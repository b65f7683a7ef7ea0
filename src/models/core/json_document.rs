use serde::{Deserialize, Serialize};
use std::fmt;

use crate::models::RecordMetadata;

/// A JSON document record
///
/// Documents are stored encrypted for their allowed readers; this client
/// keeps the encrypted envelope as the node returns it.
#[derive(Debug, Clone, PartialEq, Deserialize, Serialize)]
#[serde(rename_all = "camelCase")]
pub struct JsonDocumentModel {
	#[serde(flatten)]
	pub metadata: RecordMetadata,
	#[serde(default, skip_serializing_if = "Option::is_none")]
	pub json_text: Option<String>,
	#[serde(default, skip_serializing_if = "Option::is_none")]
	pub encrypted_json: Option<serde_json::Value>,
}

impl JsonDocumentModel {
	pub fn is_encrypted(&self) -> bool {
		self.json_text.is_none() && self.encrypted_json.is_some()
	}
}

impl fmt::Display for JsonDocumentModel {
	fn fmt(&self, f: &mut fmt::Formatter<'_>) -> fmt::Result {
		write!(f, "JsonDocument #{} [{}]", self.metadata.serial, self.metadata.reference)?;
		match &self.json_text {
			Some(text) => write!(f, " {}", text),
			None if self.is_encrypted() => write!(f, " (encrypted)"),
			None => Ok(()),
		}
	}
}

#[derive(Debug, Clone, PartialEq, Eq, Deserialize, Serialize)]
#[serde(rename_all = "camelCase")]
pub struct ReaderKeyModel {
	pub name: String,
	pub public_key: String,
}

/// A record listing the keys allowed to read JSON documents of a context
#[derive(Debug, Clone, PartialEq, Deserialize, Serialize)]
#[serde(rename_all = "camelCase")]
pub struct AllowedReadersRecordModel {
	#[serde(flatten)]
	pub metadata: RecordMetadata,
	pub context_id: String,
	#[serde(default)]
	pub readers: Vec<ReaderKeyModel>,
}

impl AllowedReadersRecordModel {
	pub fn as_json(&self) -> Result<String, serde_json::Error> {
		serde_json::to_string_pretty(self)
	}
}
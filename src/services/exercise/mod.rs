//! Demo run against a node.
//!
//! Walks the node and each of its chains and mirrors, printing what the client
//! retrieves. Every step catches its own failure and prints it, so one broken
//! call never stops the rest of the run.

mod demo;

pub use demo::*;

use std::io::{self, Write};
use tracing::{debug, info};

use crate::{
	models::{OpaqueRecordModel, PageRequest},
	services::rest::{OpaqueQuery, RestChain, RestNode},
};

/// Prints the demo run to a writer
pub struct ExerciseService<W: Write> {
	out: W,
}

impl<W: Write> ExerciseService<W> {
	pub fn new(out: W) -> Self {
		Self { out }
	}

	pub fn into_inner(self) -> W {
		self.out
	}

	/// Runs the whole demo against `node`
	///
	/// # Errors
	/// Only failures to write the output are returned; node failures are printed
	pub async fn run(&mut self, node: &RestNode) -> io::Result<()> {
		info!(node = %node.base_url(), "Starting demo run");
		writeln!(
			self.out,
			"Client connected to {} using certificate {}",
			node.base_url(),
			node.certificate_name()
		)?;
		writeln!(self.out)?;

		let result = self.node_details(node).await;
		self.report(result)?;
		let result = self.valid_apps(node).await;
		self.report(result)?;
		writeln!(self.out)?;
		let result = self.known_peers(node).await;
		self.report(result)?;
		writeln!(self.out)?;

		writeln!(self.out, "-- Chains:")?;
		match node.chains().await {
			Ok(chains) => {
				for chain in &chains {
					self.exercise_chain(node, chain, true).await?;
				}
			}
			Err(e) => self.report(Err(e.into()))?,
		}
		writeln!(self.out)?;

		writeln!(self.out, "-- Mirrors:")?;
		match node.mirrors().await {
			Ok(mirrors) => {
				for chain in &mirrors {
					self.exercise_chain(node, chain, false).await?;
				}
			}
			Err(e) => self.report(Err(e.into()))?,
		}
		writeln!(self.out)?;

		writeln!(self.out, "-- Create Mirror:")?;
		let result = self.create_mirror(node).await;
		self.report(result)?;
		writeln!(self.out)?;

		writeln!(self.out, "-- Create Chain:")?;
		let result = self.create_chain(node).await;
		self.report(result)?;
		writeln!(self.out)?;

		info!("Demo run finished");
		Ok(())
	}

	/// Prints a step's failure; write failures are passed up instead
	fn report(&mut self, result: anyhow::Result<()>) -> io::Result<()> {
		match result {
			Ok(()) => Ok(()),
			Err(e) => match e.downcast::<io::Error>() {
				Ok(io_error) => Err(io_error),
				Err(e) => {
					debug!(error = %e, "Demo step failed");
					writeln!(self.out, "{:#}", e)
				}
			},
		}
	}

	fn dump(&mut self, document: &str) -> io::Result<()> {
		writeln!(self.out, "----\n{}\n----", document)
	}

	async fn node_details(&mut self, node: &RestNode) -> anyhow::Result<()> {
		let details = node.details().await?;
		writeln!(self.out, "{}", details)?;
		Ok(())
	}

	async fn valid_apps(&mut self, node: &RestNode) -> anyhow::Result<()> {
		let apps = node.apps().await?;
		writeln!(self.out, "-- Valid apps for network {}:", apps.network)?;
		for app in apps.sorted_apps() {
			writeln!(self.out, "{}", app)?;
		}
		Ok(())
	}

	async fn known_peers(&mut self, node: &RestNode) -> anyhow::Result<()> {
		let mut peers = node.peers().await?;
		peers.sort_by(|a, b| a.name.cmp(&b.name));
		writeln!(self.out, "-- Known peers:")?;
		for peer in &peers {
			writeln!(self.out, "{}", peer)?;
		}
		Ok(())
	}

	async fn create_mirror(&mut self, node: &RestNode) -> anyhow::Result<()> {
		for chain in node.add_mirrors_of(&[DEMO_TARGET_CHAIN]).await? {
			writeln!(self.out, "{}", chain)?;
		}
		Ok(())
	}

	async fn create_chain(&mut self, node: &RestNode) -> anyhow::Result<()> {
		let created = node.create_chain(&chain_creation()).await?;
		writeln!(self.out, "{}", created)?;
		Ok(())
	}

	async fn exercise_chain(
		&mut self,
		node: &RestNode,
		chain: &RestChain,
		transact: bool,
	) -> io::Result<()> {
		debug!(chain = %chain.id(), name = %chain.name(), transact, "Exercising chain");
		writeln!(self.out, "{}", chain)?;

		let result = self.summary(chain).await;
		self.report(result)?;
		writeln!(self.out)?;
		let result = self.active_apps(chain).await;
		self.report(result)?;
		writeln!(self.out)?;
		let result = self.keys(chain).await;
		self.report(result)?;
		writeln!(self.out)?;
		let result = self.documents(chain).await;
		self.report(result)?;
		writeln!(self.out)?;
		let result = self.interlocks_stored_here(chain).await;
		self.report(result)?;
		writeln!(self.out)?;
		let result = self.interlocks_of(node, chain).await;
		self.report(result)?;
		writeln!(self.out)?;
		let result = self.records(chain).await;
		self.report(result)?;

		if transact {
			writeln!(self.out)?;
			writeln!(self.out, "  Trying to force an interlock:")?;
			let result = self.force_interlock(chain).await;
			self.report(result)?;
			writeln!(self.out)?;
			writeln!(self.out, "  Trying to permit some keys:")?;
			let result = self.permit_key(chain).await;
			self.report(result)?;
		}
		writeln!(self.out)?;

		writeln!(self.out, "  JsonDocuments:")?;
		let result = self.json_documents(chain).await;
		self.report(result)?;
		if transact {
			let result = self.add_json_document(chain).await;
			self.report(result)?;
		}
		writeln!(self.out)?;

		writeln!(self.out, "  OpaqueRecords:")?;
		let result = self.opaque_records(chain, transact).await;
		self.report(result)?;
		writeln!(self.out)
	}

	async fn summary(&mut self, chain: &RestChain) -> anyhow::Result<()> {
		let summary = chain.summary().await?;
		writeln!(self.out, "  Summary.ActiveApps: {}", join(&summary.active_apps))?;
		writeln!(
			self.out,
			"  Summary.Description: {}",
			summary.description.as_deref().unwrap_or_default()
		)?;
		writeln!(
			self.out,
			"  Summary.IsClosedForNewTransactions: {}",
			summary.is_closed_for_new_transactions
		)?;
		writeln!(self.out, "  Summary.LastRecord: {}", summary.last_record)?;
		Ok(())
	}

	async fn active_apps(&mut self, chain: &RestChain) -> anyhow::Result<()> {
		let apps = chain.active_apps().await?;
		writeln!(self.out, "  Active apps: {}", join(&apps))?;
		Ok(())
	}

	async fn keys(&mut self, chain: &RestChain) -> anyhow::Result<()> {
		writeln!(self.out, "  Keys:")?;
		for key in chain.permitted_keys().await? {
			writeln!(self.out, "    {}", key)?;
		}
		Ok(())
	}

	/// Lists documents, dumping the first plain-text one both ways
	async fn documents(&mut self, chain: &RestChain) -> anyhow::Result<()> {
		writeln!(self.out, "  Documents:")?;
		let mut dumped = false;
		for document in chain.documents().await? {
			writeln!(self.out, "    {}", document)?;
			if !dumped && document.is_plain_text {
				let plain = chain.document_as_plain(&document.file_id).await?;
				self.dump(&plain)?;
				let raw = chain.document_as_raw(&document.file_id).await?;
				self.dump(&raw.to_string())?;
				dumped = true;
			}
		}
		Ok(())
	}

	async fn interlocks_stored_here(&mut self, chain: &RestChain) -> anyhow::Result<()> {
		writeln!(self.out, "  Interlocks stored here:")?;
		for interlock in chain.interlocks().await? {
			writeln!(self.out, "    {}", interlock)?;
		}
		Ok(())
	}

	async fn interlocks_of(&mut self, node: &RestNode, chain: &RestChain) -> anyhow::Result<()> {
		writeln!(self.out, "  Interlocks of this chain:")?;
		for interlock in node.interlocks_of(chain.id()).await? {
			writeln!(self.out, "    {}", interlock)?;
		}
		Ok(())
	}

	async fn records(&mut self, chain: &RestChain) -> anyhow::Result<()> {
		writeln!(self.out, "  Records:")?;
		for record in chain.records_from_to(0, 1).await? {
			writeln!(self.out, "    {}", record)?;
		}
		Ok(())
	}

	async fn force_interlock(&mut self, chain: &RestChain) -> anyhow::Result<()> {
		let interlock = chain.force_interlock(&forced_interlock()).await?;
		writeln!(self.out, "    {}", interlock)?;
		Ok(())
	}

	async fn permit_key(&mut self, chain: &RestChain) -> anyhow::Result<()> {
		for key in chain.permit_keys(&[documenter_key()]).await? {
			writeln!(self.out, "    {}", key)?;
		}
		Ok(())
	}

	async fn json_documents(&mut self, chain: &RestChain) -> anyhow::Result<()> {
		let store = chain.json_store();
		let records = chain.records_from(0).await?;
		let serials: Vec<u64> = records
			.iter()
			.filter(|record| record.metadata.payload_tag_id == JSON_DOCUMENT_TAG)
			.map(|record| record.metadata.serial)
			.take(MAX_JSON_DOCUMENTS)
			.collect();
		if serials.is_empty() {
			writeln!(self.out, "    No jsonDocuments records found")?;
		}
		for serial in serials {
			let document = store.retrieve(serial).await?;
			writeln!(self.out, "    {}", document)?;
		}

		let readers = store
			.retrieve_allowed_readers(Some(chain.id()), PageRequest::default())
			.await?;
		if readers.total_number_of_pages > 0 {
			writeln!(
				self.out,
				"    RetrieveAllowedReaders retrieved first page of {} pages with {} items",
				readers.total_number_of_pages,
				readers.items.len()
			)?;
			if let Some(first) = readers.first() {
				writeln!(self.out, "{}", first.as_json()?)?;
			}
		} else {
			writeln!(self.out, "    RetrieveAllowedReaders retrieved no data")?;
		}
		Ok(())
	}

	async fn add_json_document(&mut self, chain: &RestChain) -> anyhow::Result<()> {
		let stored = chain.json_store().add(&json_document()).await?;
		writeln!(
			self.out,
			"    Stored JSON document at {}",
			stored.metadata.reference
		)?;
		Ok(())
	}

	async fn opaque_records(&mut self, chain: &RestChain, transact: bool) -> anyhow::Result<()> {
		let store = chain.opaque_store();
		let query = store
			.query_records_from(&OpaqueQuery::for_app(OPAQUE_APP_ID))
			.await?;
		writeln!(
			self.out,
			"    LastChangedRecordSerial {} for {}",
			optional(query.last_changed_record_serial),
			chain.id()
		)?;

		let serial = if transact {
			writeln!(
				self.out,
				"    Trying to add an opaque payload #{},{}",
				OPAQUE_APP_ID, OPAQUE_PAYLOAD_TYPE_ID
			)?;
			let added: OpaqueRecordModel = store
				.add_record(
					OPAQUE_APP_ID,
					OPAQUE_PAYLOAD_TYPE_ID,
					query.last_changed_record_serial,
					OPAQUE_PAYLOAD.to_vec(),
				)
				.await?;
			added.serial
		} else {
			query.first().map(|record| record.serial).unwrap_or(0)
		};

		match store.retrieve_single_payload(serial).await? {
			Some(payload) => {
				writeln!(self.out, "    Retrieved AppId: {}", payload.app_id)?;
				writeln!(self.out, "    Retrieved PayloadTypeId: {}", payload.payload_type_id)?;
				writeln!(
					self.out,
					"    Retrieved CreatedAt: {}",
					optional(payload.created_at.map(|at| at.to_rfc3339()))
				)?;
				writeln!(self.out, "    Retrieved Bytes: {:x}", payload.big_endian_value())?;
			}
			None => writeln!(self.out, "    Could not retrieve opaque payload")?,
		}
		Ok(())
	}
}

fn join(values: &[u64]) -> String {
	values
		.iter()
		.map(u64::to_string)
		.collect::<Vec<_>>()
		.join(", ")
}

fn optional<T: ToString>(value: Option<T>) -> String {
	value.map(|v| v.to_string()).unwrap_or_default()
}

● What this task involves:
Each line from the one containing "Could not retrieve" to the end of the records should be echoed exactly, and no other line.

● Response:
			None => writeln!(self.out, "    Could not retrieve opaque payload")?,
		}
		Ok(())
	}
}

fn join(values: &[u64]) -> String {
	values
		.iter()
		.map(u64::to_string)
		.collect::<Vec<_>>()
		.join(", ")
}

fn optional<T: ToString>(value: Option<T>) -> String {
	value.map(|v| v.to_string()).unwrap_or_default()
}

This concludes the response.